Recent fantasy book-to-film projects include "Stardust," the years-in-the-offing Paramount release based on a Neil Gaiman mini-series for DC Comics, which opened yesterday, and "The Golden Compass," a $150 million New Line film based on the first novel in Philip Pullman’s "His Dark Materials" trilogy, which opens in December.I've written about Pullman's astonishing trilogy in this essay (which is the second part of my ongoing "Dominion Over the World" series); when I have time, I intend to discuss it in more detail. (Some readers told me they were reluctant to read that earlier piece, out of fear that it might contain spoilers. I assure you that, very intentionally, it does not.) Although Pullman wrote it in part for a young adult audience (and to some degree, as a refutation of C.S. Lewis's Narnia Chronicles and its numerous awful messages), His Dark Materials is wonderfully serious in ways that can be (and are) enjoyed by adults of any age. In fact, I'm about to read it for the second time.

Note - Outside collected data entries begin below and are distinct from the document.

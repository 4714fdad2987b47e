use crate::areas;
use crate::error::RouteError;
use crate::models::{AnnotatedPoint, EndpointRecord, RouteRequest, RouteResult, Waypoint};

const EARTH_RADIUS_KM: f64 = 6_371.0;

/// Fixed detour penalty applied to the eco route's straight-line distance.
const ECO_DETOUR_FACTOR: f64 = 1.15;

/// Which end of a route a free-text location names. Each end has its own
/// fallback point when nothing in the catalog matches.
#[derive(Debug, Clone, Copy, PartialEq, Eq)]
pub enum EndpointRole {
    Origin,
    Destination,
}

impl EndpointRole {
    fn fallback(self, name: &str) -> EndpointRecord {
        let (lat, lng, aqi, co2) = match self {
            Self::Origin => (12.2958, 76.6394, 60, 140),
            Self::Destination => (12.3051, 76.6551, 70, 150),
        };
        EndpointRecord {
            name: name.to_string(),
            lat,
            lng,
            aqi,
            co2,
        }
    }
}

/// Great-circle distance in kilometres between two points given in degrees.
pub fn distance(lat1: f64, lng1: f64, lat2: f64, lng2: f64) -> f64 {
    haversine_km(Waypoint::new(lat1, lng1), Waypoint::new(lat2, lng2))
}

pub fn haversine_km(a: Waypoint, b: Waypoint) -> f64 {
    let lat1 = a.lat.to_radians();
    let lat2 = b.lat.to_radians();
    let dlat = (b.lat - a.lat).to_radians();
    let dlng = (b.lng - a.lng).to_radians();

    let sin_dlat = (dlat / 2.0).sin();
    let sin_dlng = (dlng / 2.0).sin();

    // Rounding can push h a hair past 1 for antipodal points.
    let h = (sin_dlat * sin_dlat + lat1.cos() * lat2.cos() * sin_dlng * sin_dlng).min(1.0);
    2.0 * EARTH_RADIUS_KM * h.sqrt().asin()
}

/// Resolves free text against the area catalog by case-insensitive substring
/// containment of the area name in the text. When several areas match, the
/// last one in catalog order wins.
pub fn resolve_location(text: &str, role: EndpointRole) -> EndpointRecord {
    let needle = text.to_lowercase();
    let mut matched = None;
    for (area, lowered) in areas::with_lowercase_names() {
        if needle.contains(lowered) {
            matched = Some(area);
        }
    }

    match matched {
        Some(area) => EndpointRecord::from(area),
        None => {
            tracing::debug!("no catalog area in {text:?}, using {role:?} fallback");
            role.fallback(text)
        }
    }
}

/// Validates and resolves both ends of a route request.
pub fn resolve_endpoints(
    req: &RouteRequest,
) -> Result<(EndpointRecord, EndpointRecord), RouteError> {
    let from = req.from.as_deref().map(str::trim).unwrap_or_default();
    let to = req.to.as_deref().map(str::trim).unwrap_or_default();
    if from.is_empty() || to.is_empty() {
        return Err(RouteError::MissingEndpoints);
    }

    Ok((
        resolve_location(from, EndpointRole::Origin),
        resolve_location(to, EndpointRole::Destination),
    ))
}

/// Straight three-segment path. Its severity figures are fixed illustrative
/// values and do not depend on the endpoints' own readings.
pub fn generate_shortest_route(from: &EndpointRecord, to: &EndpointRecord) -> RouteResult {
    let start = from.waypoint();
    let end = to.waypoint();
    let lat_step = (end.lat - start.lat) / 3.0;
    let lng_step = (end.lng - start.lng) / 3.0;

    let first = Waypoint::new(start.lat + lat_step, start.lng + lng_step);
    let second = Waypoint::new(start.lat + 2.0 * lat_step, start.lng + 2.0 * lng_step);

    RouteResult {
        coordinates: vec![start, first, second, end],
        distance: round_km(haversine_km(start, end)),
        avg_aqi: 95,
        avg_co2: 195,
        eco_score: 45,
        annotated_points: vec![
            AnnotatedPoint {
                coordinates: first,
                aqi: 95,
                co2: 200,
            },
            AnnotatedPoint {
                coordinates: second,
                aqi: 105,
                co2: 210,
            },
        ],
    }
}

/// Curved four-segment path, with latitude and longitude advancing at
/// different rates. Distance is the straight line plus a flat 15% detour.
pub fn generate_eco_route(from: &EndpointRecord, to: &EndpointRecord) -> RouteResult {
    let start = from.waypoint();
    let end = to.waypoint();

    let bend_a = start.offset(end, 0.2, 0.3);
    let bend_b = start.offset(end, 0.4, 0.5);
    let bend_c = start.offset(end, 0.7, 0.8);

    RouteResult {
        coordinates: vec![start, bend_a, bend_b, bend_c, end],
        distance: round_km(haversine_km(start, end) * ECO_DETOUR_FACTOR),
        avg_aqi: 48,
        avg_co2: 115,
        eco_score: 82,
        annotated_points: vec![
            AnnotatedPoint {
                coordinates: bend_b,
                aqi: 35,
                co2: 95,
            },
            AnnotatedPoint {
                coordinates: bend_c,
                aqi: 42,
                co2: 105,
            },
        ],
    }
}

/// Resolves a request and synthesizes the `(shortest, eco)` pair.
pub fn plan_routes(req: &RouteRequest) -> Result<(RouteResult, RouteResult), RouteError> {
    let (from, to) = resolve_endpoints(req)?;
    tracing::info!("routing {} -> {}", from.name, to.name);
    Ok((
        generate_shortest_route(&from, &to),
        generate_eco_route(&from, &to),
    ))
}

fn round_km(km: f64) -> f64 {
    (km * 100.0).round() / 100.0
}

I received a fair number of messages about His Dark Materials after that earlier essay, from people who read it on my recommendation. They were all extremely enthusiastic about it and very grateful that I had brought it to their attention. So if you're looking for books that are simultaneously entertaining, fabulously imaginative and inventive, suspenseful, crafted with enormous skill, and provocative, get hold of a copy as soon as you can.
I guarantee you that you won't be sorry. In the highly unlikely event you are, I offer you the only reward I can (assuming you consider it a reward, and not a punishment): I'll write an article just for you, on whatever topic you select. But no cheating!
In the meantime, I clearly need to consider seriously other kinds of writing. Let's see. Suppose there were two gangs of vampires, a group of terrorist-vampires with a secret cache of nukes, and some good vampires, who are so dedicated to the New American Way that they regularly use torture in their neverending efforts to save the world. (Did I say, "New"? Eh, not so much.) Kind of 24 meets Anne Rice. Lots of opportunities for all sorts of large-scale violence, spilling of blood, and nauseating scenes filled with screaming, gore and assorted detached body parts. You know, that might work! I'll think on it.
In a year or two, you can visit me in the Caymans.